RSI is a momentum indicator that compares the magnitude of recent gains to recent losses in a range between 0-100. Instead of going into how J. Welles Wilder created the oscillator and how it works, I am going to focus on how I use it personally. Stockcharts.com does an incredible job of explaining it’s construction and Connie Brown takes RSI to the next level as good as anyone.
RSI has plenty of benefits to its users, but there are 2 primary ways that RSI helps my day-to-day charting. The first and easiest way is to watch for what “Mode” RSI is currently in. When the indicator is in Bullish Mode you will often see it reaching overbought levels and staying up there for a while. In addition, you should not see it fall below 35-40. Although we are told that 30 is oversold, and it is, the key area to watch for is 35-40 to make sure that the indicator is still in “Bullish Mode”.
The Chart above shows Molycorp ($MCP), a stock that has been on fire. You’ll notice that RSI continues to get overbought, however, during the consolidations and selloffs, RSI fails to reach oversold levels. This is exactly what I look for when trying to figure out which mode the security in question is in.
On the other hand, RSI is in Bearish Mode when it constantly gets oversold and cannot get above the 60-65 level. Resistance around there means trouble for whatever security we are trying to analyze. Below is a chart of JP Morgan ($JPM) from 2008, a perfect example of a stock in Bearish Mode. You will notice that Resistance was found at 60 again and again while constantly getting down to oversold levels. Take note that overbought levels were never reached during this decline. This is because RSI was never in Bullish Mode.

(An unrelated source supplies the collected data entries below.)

// ---------------------------------------------------------------------------
// Tests
// ---------------------------------------------------------------------------

#[cfg(test)]
mod tests {
    use super::*;
    use appforge_schema::{EntityDef, FieldDef, ReferenceConfig, TriggerDef, WorkflowDef};

    #[test]
    fn empty_schema_repairs_to_renderable() {
        let outcome = validate(&AppSchema::default());
        assert!(outcome.valid);
        assert!(outcome.repaired());

        let schema = &outcome.schema;
        assert!(!schema.entities.is_empty());
        assert!(!schema.pages.is_empty());
        assert!(!schema.workflows.is_empty());
        assert!(schema.page(&schema.navigation.default_page).is_some());
        assert!(schema.theme.is_renderable());
        assert!(schema.entities.iter().all(|e| e.field("id").is_some()));
    }

    #[test]
    fn plural_name_derives_from_name() {
        let mut schema = AppSchema::new("Test");
        let mut entity = EntityDef::new("client", "Client", base_fields());
        entity.plural_name = String::new();
        schema.entities.push(entity);

        let outcome = validate(&schema);
        assert_eq!(outcome.schema.entities[0].plural_name, "Clients");
    }

    #[test]
    fn reference_to_missing_entity_demotes_to_string() {
        let mut schema = AppSchema::new("Test");
        let mut fields = base_fields();
        fields.push(
            FieldDef::new("owner", "Owner", FieldType::Reference).with_reference(ReferenceConfig {
                entity: "ghost".to_string(),
                display_field: "name".to_string(),
                relationship: Default::default(),
            }),
        );
        schema.entities.push(EntityDef::new("job", "Job", fields));

        let outcome = validate(&schema);
        let owner = outcome.schema.entities[0].field("owner").unwrap();
        assert_eq!(owner.field_type, FieldType::String);
        assert!(owner.reference.is_none());
        assert!(outcome.issues.iter().any(|i| {
            i.severity == Severity::Warning && i.auto_fixed && i.message.contains("ghost")
        }));
    }

    #[test]
    fn home_route_gets_exactly_one_owner() {
        let mut schema = AppSchema::new("Test");
        schema.entities.push(item_entity());
        schema
            .pages
            .push(PageDef::new("one", "One", "/", PageType::List));
        schema
            .pages
            .push(PageDef::new("two", "Two", "/", PageType::List));

        let outcome = validate(&schema);
        let homes: Vec<_> = outcome
            .schema
            .pages
            .iter()
            .filter(|p| p.route == "/")
            .collect();
        assert_eq!(homes.len(), 1);
        assert_eq!(homes[0].id, "one");
        assert_eq!(outcome.schema.page("two").unwrap().route, "/two");
    }

    #[test]
    fn unparseable_cron_disables_workflow() {
        let mut schema = AppSchema::new("Test");
        schema.entities.push(item_entity());
        let mut trigger = TriggerDef::of(TriggerType::Schedule);
        trigger.schedule = Some("every tuesday-ish".to_string());
        schema.workflows.push(WorkflowDef::new(
            "digest",
            "Digest",
            trigger,
            vec![ActionDef::new("a1", ActionType::SendEmail)],
        ));

        let outcome = validate(&schema);
        assert!(!outcome.schema.workflow("digest").unwrap().enabled);
        assert!(
            outcome
                .issues
                .iter()
                .any(|i| i.path.contains("trigger.schedule"))
        );
    }

    #[test]
    fn five_field_cron_is_accepted() {
        assert!(cron_parses("0 9 * * 1"));
        assert!(cron_parses("0 0 9 * * Mon"));
        assert!(!cron_parses("not cron"));
        assert!(!cron_parses(""));
    }

    #[test]
    fn caller_schema_is_untouched() {
        let schema = AppSchema::default();
        let before = schema.clone();
        let _ = validate(&schema);
        assert_eq!(schema, before);
    }

    #[test]
    fn revalidation_reports_no_new_fixes() {
        let outcome = validate(&AppSchema::default());
        let again = validate(&outcome.schema);
        assert!(again.valid);
        assert!(
            !again.repaired(),
            "second pass still fixed: {:?}",
            again.issues
        );
    }
}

The Modes, if you will, are probably the easiest and most common sense ways that I like to use the Relative Strength Index. The second way that RSI helps me is through Divergences and Confirmations. What we like to see when a stock makes a new high is RSI also making a new high. When it doesn’t, this is what we call a “Bearish Divergence”. In other words, if XYX makes a higher high and RSI meanwhile makes a lower high, something is wrong. This is even more evident when these divergences occur at overbought levels, increasing the vulnerability of the security in question. On the flip side, when a stock is in a downtrend RSI should confirm a new price low by also making a new low. When that does not occur a “Bullish Divergence” is seen. In other words, a lower low in price with a higher low in RSI.
Below we can see that Bank of America ($BAC) in October made a new low in price and a new low in RSI. However in late November, RSI made a Higher low as the stock made a lower low. This Bullish Divergence was a heads up for a potential Bank of America Rally. Sure enough we saw close to a 40% move to the upside over the next 6 weeks.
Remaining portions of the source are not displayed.